Specialists in 1031 Tax-Deferred Exchanges for Real Estate
and Other Investment Property

You can exchange one property for another and defer paying any federal income taxes on the transaction.

Section 1031 of the Internal Revenue Code provides an extraordinary 100% deferral of taxes on realized gain and accumulated depreciation recapture if you sell a qualified investment property or business related real estate and replace it with another within a specified time and meet other provisions of the law.

These tax-deferred exchanges can play a variety of value-enhancement roles in portfolio management, including consolidating, diversifying or reallocating your investments, as well as increasing cash flow and dealing with issues of management and geography. They can also provide significant retirement and estate planning benefits. And they can be used for a variety of investment property, not just real estate, as long as the properties are of “like kind.”

The tax deferral gives the taxpayer the benefit of continuing use of the funds that would otherwise have been paid in taxes. In addition, if the property is held until the taxpayer dies, the gains tax liability is forgiven and the estate’s new basis becomes the stepped up value of the property at the time of the taxpayer’s death.

A 1031 exchange is not limited to an exchange between two parties (although this is one possibility).

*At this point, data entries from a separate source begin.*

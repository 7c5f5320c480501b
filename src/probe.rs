//! Connectivity probe used by the `dbflow` binary.
//!
//! Registers a one-row bookkeeping table and verifies a full transaction round
//! trip against it.

use crate::db::Model;
use crate::error::TransactionError;
use crate::service::DbService;
use async_trait::async_trait;
use sqlx::{PgConnection, Postgres};
use tracing::info;

pub const PROBE_TABLE: &str = "dbflow_probe";

/// Bookkeeping table recording the last successful probe.
#[derive(Debug, Default, Clone, Copy)]
pub struct ConnectivityProbe;

#[async_trait]
impl Model<Postgres> for ConnectivityProbe {
    fn name(&self) -> &str {
        PROBE_TABLE
    }

    async fn migrate(&self, conn: &mut PgConnection) -> Result<(), sqlx::Error> {
        sqlx::query(
            "CREATE TABLE IF NOT EXISTS dbflow_probe (
                id SMALLINT PRIMARY KEY,
                checks BIGINT NOT NULL DEFAULT 0,
                checked_at TIMESTAMPTZ NOT NULL DEFAULT now()
            )",
        )
        .execute(conn)
        .await?;
        Ok(())
    }
}

#[derive(Debug, Clone, PartialEq, Eq)]
pub struct ProbeReport {
    pub server_version: String,
    pub timezone: String,
    /// Number of successful probes recorded, including this one.
    pub checks: i64,
}

/// Record a probe and read back server details, all in one transaction.
pub async fn run_probe(
    service: &DbService<Postgres>,
) -> Result<ProbeReport, TransactionError<sqlx::Error>> {
    let report = service
        .run_in_transaction(|tx| {
            Box::pin(async move {
                let checks: i64 = sqlx::query_scalar(
                    "INSERT INTO dbflow_probe (id, checks) VALUES (1, 1)
                     ON CONFLICT (id) DO UPDATE
                     SET checks = dbflow_probe.checks + 1, checked_at = now()
                     RETURNING checks",
                )
                .fetch_one(&mut **tx)
                .await?;

                let server_version: String = sqlx::query_scalar("SELECT version()")
                    .fetch_one(&mut **tx)
                    .await?;

                let timezone: String = sqlx::query_scalar("SHOW TimeZone")
                    .fetch_one(&mut **tx)
                    .await?;

                Ok::<_, sqlx::Error>(ProbeReport {
                    server_version,
                    timezone,
                    checks,
                })
            })
        })
        .await?;

    info!(
        server_version = %report.server_version,
        timezone = %report.timezone,
        checks = report.checks,
        "Probe committed"
    );
    Ok(report)
}
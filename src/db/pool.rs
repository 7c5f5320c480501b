//! Connection management.
//!
//! [`ConnectionManager`] owns the single connection pool of the service. The pool
//! is created lazily by the first [`get_handle`](ConnectionManager::get_handle)
//! call, which also migrates every registered model before the pool becomes
//! visible to anyone.
//!
//! # Concurrency
//!
//! - The pool lives in a `tokio::sync::OnceCell`. Concurrent first callers wait on
//!   the in-flight initializer and all receive the same pool.
//! - A failed initialization leaves the cell empty; the next caller runs the
//!   initializer again.
//! - There is no timeout on waiting for the initializer. The connect attempt
//!   itself is bounded by the connector's acquire timeout.

use crate::config::{ConfigSource, DatabaseSettings};
use crate::db::registry::{Model, ModelRegistry};
use crate::error::{DbError, DbResult};
use async_trait::async_trait;
use sqlx::postgres::PgPoolOptions;
use sqlx::{Database, Pool, Postgres};
use std::fmt;
use std::sync::Arc;
use tokio::sync::OnceCell;
use tracing::{Instrument, debug, info, info_span, warn};

/// Opens the pool for a [`ConnectionManager`].
///
/// Called from inside the manager's one-time initializer, so implementations may
/// resolve their configuration lazily.
#[async_trait]
pub trait Connector<DB: Database>: Send + Sync {
    async fn connect(&self) -> DbResult<Pool<DB>>;
}

/// PostgreSQL connector that reads [`DatabaseSettings`] from a config source at
/// connect time.
pub struct PgConnector<S> {
    source: S,
}

impl<S: ConfigSource> PgConnector<S> {
    pub fn new(source: S) -> Self {
        Self { source }
    }
}

#[async_trait]
impl<S: ConfigSource> Connector<Postgres> for PgConnector<S> {
    async fn connect(&self) -> DbResult<Pool<Postgres>> {
        let settings = DatabaseSettings::resolve(&self.source);

        info!(dsn = %settings, "Connecting to database");

        PgPoolOptions::new()
            .acquire_timeout(settings.connect_timeout)
            .connect_with(settings.connect_options())
            .await
            .map_err(|e| {
                let err = DbError::from(e);
                warn!(host = %settings.host, port = settings.port, error = %err, "Connection failed");
                err
            })
    }
}

pub struct ConnectionManager<DB: Database> {
    registry: Arc<ModelRegistry<DB>>,
    connector: Box<dyn Connector<DB>>,
    handle: OnceCell<Pool<DB>>,
}

impl<DB: Database> ConnectionManager<DB> {
    /// Create a manager that migrates the models of `registry`.
    ///
    /// Nothing is connected until the first [`get_handle`](Self::get_handle).
    pub fn new(registry: Arc<ModelRegistry<DB>>, connector: impl Connector<DB> + 'static) -> Self {
        Self {
            registry,
            connector: Box::new(connector),
            handle: OnceCell::new(),
        }
    }

    /// The shared pool, connecting and migrating on first use.
    ///
    /// Returns [`DbError::ModelsNotRegistered`] if no models have been registered
    /// yet; callers must register during startup.
    #[tracing::instrument(name = "GetHandle", skip_all)]
    pub async fn get_handle(&self) -> DbResult<&Pool<DB>> {
        let Some(models) = self.registry.models() else {
            return Err(DbError::ModelsNotRegistered);
        };

        self.handle
            .get_or_try_init(|| {
                self.initialize(models)
                    .instrument(info_span!("InitializeDatabase", models = models.len()))
            })
            .await
    }

    /// Whether the pool has been created.
    pub fn is_initialized(&self) -> bool {
        self.handle.initialized()
    }

    /// Close the pool, if it was created.
    pub async fn close(&self) {
        if let Some(pool) = self.handle.get() {
            info!("Closing connection pool");
            pool.close().await;
        }
    }

    async fn initialize(&self, models: &[Box<dyn Model<DB>>]) -> DbResult<Pool<DB>> {
        let pool = self.connector.connect().await?;

        if let Err(e) = Self::migrate(&pool, models).await {
            // Never publish a pool whose schema is incomplete
            pool.close().await;
            return Err(e);
        }

        info!(models = models.len(), "Database connected and migrated");
        Ok(pool)
    }

    async fn migrate(pool: &Pool<DB>, models: &[Box<dyn Model<DB>>]) -> DbResult<()> {
        let mut conn = pool.acquire().await.map_err(DbError::from)?;

        for model in models {
            debug!(model = model.name(), "Migrating model");
            model
                .migrate(&mut *conn)
                .await
                .map_err(|e| DbError::migration(model.name(), e.to_string()))?;
        }

        Ok(())
    }
}

impl<DB: Database> fmt::Debug for ConnectionManager<DB> {
    fn fmt(&self, f: &mut fmt::Formatter<'_>) -> fmt::Result {
        f.debug_struct("ConnectionManager")
            .field("registry", &self.registry)
            .field("initialized", &self.is_initialized())
            .finish()
    }
}
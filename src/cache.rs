//! Weighted LRU caches.
//!
//! [`LruCache`] bounds its contents by the summed *weight* of its entries
//! rather than by entry count: the pixel cache weighs rendered frame sets by
//! their byte footprint, the recipe cache weighs every recipe as 1.
//!
//! [`SharedCache`] wraps an `LruCache` for use from several threads. All
//! access goes through one mutex, and builds are de-duplicated per key: while
//! one caller is building the value for a key, other callers asking for the
//! same key wait for that build instead of starting their own.

use std::collections::HashMap;
use std::hash::Hash;
use std::sync::{Arc, Mutex, MutexGuard, PoisonError};

use crate::error::CastResult;

// ============================================================================
// CacheStats
// ============================================================================

/// Cumulative cache counters, kept for diagnostics.
#[derive(Debug, Clone, Copy, Default, PartialEq, Eq)]
pub struct CacheStats {
    pub hits: u64,
    pub misses: u64,
    pub insertions: u64,
    pub evictions: u64,
}

impl CacheStats {
    /// Hit rate (0.0 - 1.0)
    pub fn hit_rate(&self) -> f64 {
        let lookups = self.hits + self.misses;
        if lookups == 0 {
            0.0
        } else {
            self.hits as f64 / lookups as f64
        }
    }
}

// ============================================================================
// LruCache
// ============================================================================

struct Entry<V> {
    value: V,
    weight: usize,
    last_access: u64,
}

/// A least-recently-used cache bounded by total entry weight.
///
/// Inserting evicts least recently used entries until the new entry fits.
/// An entry heavier than the whole budget is still stored, alone.
pub struct LruCache<K, V> {
    entries: HashMap<K, Entry<V>>,
    budget: usize,
    weight: usize,
    tick: u64,
    stats: CacheStats,
}

impl<K: Eq + Hash + Clone, V: Clone> LruCache<K, V> {
    pub fn new(budget: usize) -> Self {
        Self {
            entries: HashMap::new(),
            budget,
            weight: 0,
            tick: 0,
            stats: CacheStats::default(),
        }
    }

    /// Looks up an entry, marking it as most recently used.
    pub fn get(&mut self, key: &K) -> Option<V> {
        self.tick += 1;
        match self.entries.get_mut(key) {
            Some(entry) => {
                entry.last_access = self.tick;
                self.stats.hits += 1;
                Some(entry.value.clone())
            }
            None => {
                self.stats.misses += 1;
                None
            }
        }
    }

    /// Looks up an entry without touching recency or counters.
    pub fn peek(&self, key: &K) -> Option<&V> {
        self.entries.get(key).map(|e| &e.value)
    }

    pub fn insert(&mut self, key: K, value: V, weight: usize) {
        self.remove(&key);

        while self.weight + weight > self.budget && !self.entries.is_empty() {
            self.evict_one();
        }

        self.tick += 1;
        self.weight += weight;
        self.entries.insert(
            key,
            Entry {
                value,
                weight,
                last_access: self.tick,
            },
        );
        self.stats.insertions += 1;
    }

    pub fn remove(&mut self, key: &K) -> Option<V> {
        let entry = self.entries.remove(key)?;
        self.weight = self.weight.saturating_sub(entry.weight);
        Some(entry.value)
    }

    pub fn clear(&mut self) {
        self.entries.clear();
        self.weight = 0;
    }

    fn evict_one(&mut self) {
        let lru_key = self
            .entries
            .iter()
            .min_by_key(|(_, e)| e.last_access)
            .map(|(k, _)| k.clone());

        if let Some(key) = lru_key {
            self.remove(&key);
            self.stats.evictions += 1;
        }
    }

    pub fn contains(&self, key: &K) -> bool {
        self.entries.contains_key(key)
    }

    pub fn len(&self) -> usize {
        self.entries.len()
    }

    pub fn is_empty(&self) -> bool {
        self.entries.is_empty()
    }

    /// Summed weight of all entries.
    pub fn weight(&self) -> usize {
        self.weight
    }

    pub fn budget(&self) -> usize {
        self.budget
    }

    pub fn stats(&self) -> CacheStats {
        self.stats
    }
}

// ============================================================================
// SharedCache
// ============================================================================

/// A thread-safe [`LruCache`] that builds each missing value only once.
pub struct SharedCache<K, V> {
    lru: Mutex<LruCache<K, V>>,
    inflight: Mutex<HashMap<K, Arc<Mutex<()>>>>,
}

impl<K: Eq + Hash + Clone, V: Clone> SharedCache<K, V> {
    pub fn new(budget: usize) -> Self {
        Self {
            lru: Mutex::new(LruCache::new(budget)),
            inflight: Mutex::new(HashMap::new()),
        }
    }

    // Cached values are immutable once inserted, so a poisoned lock still
    // guards a consistent map.
    fn lock_lru(&self) -> MutexGuard<'_, LruCache<K, V>> {
        self.lru.lock().unwrap_or_else(PoisonError::into_inner)
    }

    pub fn get(&self, key: &K) -> Option<V> {
        self.lock_lru().get(key)
    }

    pub fn insert(&self, key: K, value: V, weight: usize) {
        self.lock_lru().insert(key, value, weight);
    }

    /// Returns the cached value for `key`, building and inserting it on a miss.
    ///
    /// Concurrent callers for the same key wait for a single build. A failed
    /// build inserts nothing, so a later call retries.
    pub fn get_or_try_insert_with<B, W>(&self, key: &K, build: B, weigh: W) -> CastResult<V>
    where
        B: FnOnce() -> CastResult<V>,
        W: FnOnce(&V) -> usize,
    {
        if let Some(value) = self.get(key) {
            return Ok(value);
        }

        let slot = self.inflight_slot(key);
        let result = {
            let _building = slot.lock().unwrap_or_else(PoisonError::into_inner);
            let finished = self.lock_lru().peek(key).cloned();
            match finished {
                Some(value) => Ok(value),
                None => build().map(|value| {
                    let weight = weigh(&value);
                    self.insert(key.clone(), value.clone(), weight);
                    value
                }),
            }
        };
        self.release_slot(key, slot);
        result
    }

    fn inflight_slot(&self, key: &K) -> Arc<Mutex<()>> {
        self.inflight
            .lock()
            .unwrap_or_else(PoisonError::into_inner)
            .entry(key.clone())
            .or_default()
            .clone()
    }

    // Slots are cloned and dropped only under the inflight lock, so the
    // strong count seen here is exact.
    fn release_slot(&self, key: &K, slot: Arc<Mutex<()>>) {
        let mut inflight = self.inflight.lock().unwrap_or_else(PoisonError::into_inner);
        drop(slot);
        if inflight.get(key).is_some_and(|s| Arc::strong_count(s) == 1) {
            inflight.remove(key);
        }
    }

    pub fn contains(&self, key: &K) -> bool {
        self.lock_lru().contains(key)
    }

    pub fn len(&self) -> usize {
        self.lock_lru().len()
    }

    pub fn is_empty(&self) -> bool {
        self.lock_lru().is_empty()
    }

    pub fn weight(&self) -> usize {
        self.lock_lru().weight()
    }

    pub fn budget(&self) -> usize {
        self.lock_lru().budget()
    }

    pub fn stats(&self) -> CacheStats {
        self.lock_lru().stats()
    }

    pub fn clear(&self) {
        self.lock_lru().clear();
    }
}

It is comprised of the sale by you of one property or a group of properties (known as the “relinquished property”) to a buyer and the purchase by you of another (known as the “replacement property”) from a seller.

In a typical tax-deferred exchange, four parties are involved: you, the Taxpayer; the Seller; the Buyer and the Intermediary -- usually called the QI, for “qualified intermediary.” The role of the QI is to sell your property on your behalf and buy the replacement, while ensuring that the transaction is properly structured. You pay a fee for these services.

Although tax-deferred exchanges take a variety of forms to meet different circumstances and objectives, to qualify they all must meet certain requirements.

These requirements, which are not difficult to accommodate with the assistance of the independent, professional Qualified Intermediary, include, but are not limited to:

• Real property must be exchanged for real property. Both must be held for investment or for productive use in a business.

• The replacement property must have a greater market value than the relinquished property. The transaction must be a trade up both in value and in equity and all of the proceeds of the sale – or more – must be used in acquiring the replacement property. You can take cash out, but it will be subject to tax.

• Ownership of the replacement property must be in the same name as ownership of the relinquished property.

• The replacement property must be identified within 45 days of the sale of the relinquished property and the second closing must take place on or before the earlier of 180 days after the first closing or the Taxpayer’s income tax due date for that year. In a reverse exchange, where the replacement property is acquired first, the sale of the relinquished property must close within 180 days. • Except in a simple two-party swap, a QI must participate.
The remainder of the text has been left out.